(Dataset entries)
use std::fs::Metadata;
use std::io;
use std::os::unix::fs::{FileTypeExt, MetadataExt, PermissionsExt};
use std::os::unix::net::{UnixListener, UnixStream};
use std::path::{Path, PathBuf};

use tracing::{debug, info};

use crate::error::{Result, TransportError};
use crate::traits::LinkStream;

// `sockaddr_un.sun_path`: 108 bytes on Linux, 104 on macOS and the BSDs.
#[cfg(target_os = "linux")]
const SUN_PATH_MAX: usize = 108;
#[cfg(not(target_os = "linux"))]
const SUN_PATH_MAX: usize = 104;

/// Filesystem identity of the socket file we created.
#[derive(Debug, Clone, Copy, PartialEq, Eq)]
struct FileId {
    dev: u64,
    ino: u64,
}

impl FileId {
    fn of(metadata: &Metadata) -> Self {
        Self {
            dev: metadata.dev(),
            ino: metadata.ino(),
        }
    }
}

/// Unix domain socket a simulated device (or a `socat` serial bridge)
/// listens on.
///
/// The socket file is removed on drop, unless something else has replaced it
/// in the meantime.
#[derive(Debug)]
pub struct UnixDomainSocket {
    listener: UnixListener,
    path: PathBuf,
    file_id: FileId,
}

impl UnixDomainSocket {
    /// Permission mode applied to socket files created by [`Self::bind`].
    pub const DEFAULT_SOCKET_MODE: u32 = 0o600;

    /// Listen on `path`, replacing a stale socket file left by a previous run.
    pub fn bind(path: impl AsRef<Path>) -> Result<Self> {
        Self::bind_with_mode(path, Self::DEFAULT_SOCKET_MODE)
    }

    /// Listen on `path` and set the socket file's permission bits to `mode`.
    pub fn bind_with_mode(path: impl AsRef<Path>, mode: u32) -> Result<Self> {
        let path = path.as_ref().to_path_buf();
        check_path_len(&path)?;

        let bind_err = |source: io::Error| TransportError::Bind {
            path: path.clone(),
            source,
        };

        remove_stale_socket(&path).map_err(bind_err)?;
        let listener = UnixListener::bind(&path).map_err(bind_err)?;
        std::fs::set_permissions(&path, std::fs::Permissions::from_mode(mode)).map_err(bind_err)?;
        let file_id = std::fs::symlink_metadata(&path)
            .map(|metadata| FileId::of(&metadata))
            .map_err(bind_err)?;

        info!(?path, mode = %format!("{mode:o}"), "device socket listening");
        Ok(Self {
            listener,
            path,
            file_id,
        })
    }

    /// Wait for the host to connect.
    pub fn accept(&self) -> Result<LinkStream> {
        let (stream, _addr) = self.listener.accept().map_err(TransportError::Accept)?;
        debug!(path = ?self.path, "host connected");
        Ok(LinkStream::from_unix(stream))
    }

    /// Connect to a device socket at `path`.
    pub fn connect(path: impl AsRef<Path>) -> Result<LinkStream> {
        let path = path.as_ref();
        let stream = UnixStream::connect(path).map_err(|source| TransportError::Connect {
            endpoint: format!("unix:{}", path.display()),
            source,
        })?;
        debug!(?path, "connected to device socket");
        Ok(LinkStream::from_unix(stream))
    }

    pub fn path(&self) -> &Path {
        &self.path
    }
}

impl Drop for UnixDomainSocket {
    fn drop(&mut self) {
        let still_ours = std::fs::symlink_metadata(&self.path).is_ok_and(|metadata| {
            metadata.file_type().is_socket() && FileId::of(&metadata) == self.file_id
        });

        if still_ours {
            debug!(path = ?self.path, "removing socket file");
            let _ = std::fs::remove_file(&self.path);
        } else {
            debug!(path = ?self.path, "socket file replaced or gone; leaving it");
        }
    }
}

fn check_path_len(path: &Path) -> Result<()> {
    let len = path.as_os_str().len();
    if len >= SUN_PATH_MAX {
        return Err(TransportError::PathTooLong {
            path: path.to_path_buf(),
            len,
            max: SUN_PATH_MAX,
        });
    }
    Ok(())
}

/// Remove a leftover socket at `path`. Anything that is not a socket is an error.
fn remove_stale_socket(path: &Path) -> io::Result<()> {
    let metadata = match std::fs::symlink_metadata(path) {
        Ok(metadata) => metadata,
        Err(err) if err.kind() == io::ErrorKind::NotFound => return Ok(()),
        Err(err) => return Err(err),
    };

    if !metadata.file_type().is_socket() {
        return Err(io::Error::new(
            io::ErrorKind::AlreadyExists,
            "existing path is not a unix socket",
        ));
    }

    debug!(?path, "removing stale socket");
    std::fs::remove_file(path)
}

### DESCRIPTION OF THE TASK
Return, unchanged, the run of lines above that opens with the line containing "file replaced or" and closes with the line containing "Err(err) => return". Include both.

### RESULT
            debug!(path = ?self.path, "socket file replaced or gone; leaving it");
        }
    }
}

fn check_path_len(path: &Path) -> Result<()> {
    let len = path.as_os_str().len();
    if len >= SUN_PATH_MAX {
        return Err(TransportError::PathTooLong {
            path: path.to_path_buf(),
            len,
            max: SUN_PATH_MAX,
        });
    }
    Ok(())
}

/// Remove a leftover socket at `path`. Anything that is not a socket is an error.
fn remove_stale_socket(path: &Path) -> io::Result<()> {
    let metadata = match std::fs::symlink_metadata(path) {
        Ok(metadata) => metadata,
        Err(err) if err.kind() == io::ErrorKind::NotFound => return Ok(()),
        Err(err) => return Err(err),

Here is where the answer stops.